## EXERCISE REQUIREMENTS
Your answer consists of the lines in the data that contain "Some". Copy each of them.

.....

//! Phase kinds making up a Tenstorrent host installation.

use serde::{Deserialize, Serialize};
use strum::IntoEnumIterator;

/// A discrete step of the installation.
///
/// Variants are declared in execution order: [`PhaseKind::all`] yields
/// them in the order the plan runs them. The first six phases are
/// mandatory; the rest are optional and individually gated.
///
/// # Example
///
/// ```rust
/// use tt_installer::PhaseKind;
///
/// let mandatory: Vec<_> = PhaseKind::all().filter(|k| !k.is_optional()).collect();
/// assert_eq!(mandatory.first(), Some(&PhaseKind::Prerequisites));
/// assert_eq!(mandatory.last(), Some(&PhaseKind::DeviceVerification));
/// ```
#[derive(
    Debug, Clone, Copy, PartialEq, Eq, Hash, PartialOrd, Ord, Serialize, Deserialize, strum::EnumIter,
)]
pub enum PhaseKind {
    /// Base packages and the dependency-bootstrap script.
    Prerequisites,
    /// Out-of-tree kernel driver registered and built through DKMS.
    KernelDriver,
    /// Device firmware flashed with tt-flash.
    Firmware,
    /// HugePages service and 1G mount from the system-tools package.
    HugePages,
    /// The tt-smi management utility.
    SystemTools,
    /// Hardware visibility check through tt-smi.
    DeviceVerification,
    /// tt-topology, for multi-card mesh configuration.
    Topology,
    /// Packages needed by the device profiler.
    ProfilingDeps,
    /// TT-Metalium SDK clone and build.
    Metalium,
    /// TT-Buda SDK clone and build.
    Buda,
    /// TT-Forge front end clone and build.
    Forge,
}

impl PhaseKind {
    /// Human-readable name used in prompts, logs and the summary.
    ///
    /// # Example
    ///
    /// ```rust
    /// use tt_installer::PhaseKind;
    ///
    /// assert_eq!(PhaseKind::KernelDriver.display_name(), "Kernel driver (tt-kmd)");
    /// assert_eq!(PhaseKind::Topology.display_name(), "TT-Topology");
    /// ```
    pub fn display_name(&self) -> &'static str {
        match self {
            Self::Prerequisites => "Prerequisite packages",
            Self::KernelDriver => "Kernel driver (tt-kmd)",
            Self::Firmware => "Firmware flash",
            Self::HugePages => "HugePages",
            Self::SystemTools => "TT-SMI",
            Self::DeviceVerification => "Device verification",
            Self::Topology => "TT-Topology",
            Self::ProfilingDeps => "Profiler dependencies",
            Self::Metalium => "TT-Metalium",
            Self::Buda => "TT-Buda",
            Self::Forge => "TT-Forge",
        }
    }

    /// Whether this phase sits behind a confirmation gate.
    ///
    /// Optional phases never change whether the mandatory part of the
    /// installation counts as successful.
    pub fn is_optional(&self) -> bool {
        matches!(
            self,
            Self::Topology | Self::ProfilingDeps | Self::Metalium | Self::Buda | Self::Forge
        )
    }

    /// Iterator over every phase kind in execution order.
    pub fn all() -> impl Iterator<Item = Self> {
        <Self as IntoEnumIterator>::iter()
    }
}

impl std::fmt::Display for PhaseKind {
    fn fmt(&self, f: &mut std::fmt::Formatter<'_>) -> std::fmt::Result {
        f.write_str(self.display_name())
    }
}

.....

## SOLUTION FOR THIS EXERCISE
/// assert_eq!(mandatory.first(), Some(&PhaseKind::Prerequisites));
/// assert_eq!(mandatory.last(), Some(&PhaseKind::DeviceVerification));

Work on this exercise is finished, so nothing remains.